Buy the Book from the Shop at Walden Pond
Catherine Staples in conversation with Richard Higgins about the importance of Thoreau in the writing of her newest book of poetry, VERT, which is part elegy, part quest, part paean to the natural world.
Staples grew up in Massachusetts and it’s there, in New England woods, meadows, and Cape Cod coasts, that the loss of her brother plays out as a quest across space and time: from a weathervane in Madison Square Park to a rusty pump in the mountains, from words etched on nineteenth-century glass to the track of skates on the Charles River. Place is at the heart of the transformation of loss. So, too, are myth and the lives of New England’s early naturalists and Transcendentalists. Henry David Thoreau’s narrative echoes and enlarges hers. He, too, lost a brother and found his way by tuning ear, eye, and stride to “the living earth,” a new way of seeing things.
Vert is an old word in danger of being lost. “In English forest law,” it’s “everything that grows and forms a green leaf, serving as cover for deer.” It’s suggestive of habitat, our imperiled earth, the small spinney of a brother’s memory.
Forty-eight poems make up the four sections of Vert: “With Rocks and Stones and Trees,” “Fury,” “Survivors,” and “Pilgrimage.”
Catherine Staples is the author of Vert (Mercer University Press), The Rattling Window (The Ashland Poetry Press), and Never a Note Forfeit (Seven Kitchens Press). Her poems and reviews have appeared in Academy of American Poets, Copper Nickle, Kenyon Review, The Massachusetts Review, POETRY, The Southern Review, The Yale Review, and others. Honors include the Guy Owen Prize, McGovern Poetry Prize, Walter E. Dakin Fellowship from Sewanee Writers’ Conference, and multiple residencies at the Tyrone Guthrie Centre in Annaghmakerrig, Ireland. Staples grew up in Dover, MA and lives in Devon, PA. She teaches in the Honors and English programs at Villanova University, and she serves on the board of the Thoreau Society.
Richard Higgins is a writer, book editor and the author of Thoreau and the Language of Trees.

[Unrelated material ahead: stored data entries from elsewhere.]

mod cli;

use std::process::ExitCode;

use colored::Colorize;
use tracing_subscriber::EnvFilter;

/// Log filter variable, e.g. `JSON_HCL_LOG=debug`.
const LOG_ENV: &str = "JSON_HCL_LOG";

fn main() -> ExitCode {
    init_logging();
    let command_line_interface = cli::CommandLineInterface::load();
    match command_line_interface.run() {
        Ok(()) => ExitCode::SUCCESS,
        Err(error) => {
            eprintln!("{} {error:#}", "error:".red().bold());
            ExitCode::FAILURE
        }
    }
}

fn init_logging() {
    let filter = EnvFilter::try_from_env(LOG_ENV).unwrap_or_else(|_| EnvFilter::new("warn"));
    tracing_subscriber::fmt().with_env_filter(filter).with_writer(std::io::stderr).init();
}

He was a staff writer for The Boston Globe for 20 years, and is on the Thoreau Society board. A graduate of Holy Cross College, Columbia Journalism School, and Harvard Divinity School, Richard lives in Concord. His new book on Thoreau’s religion is scheduled to come out from the University of Chicago Press in 2024. He is also coauthor of Portfolio Life (Wiley) and co-editor of Taking Faith Seriously (Harvard University Press).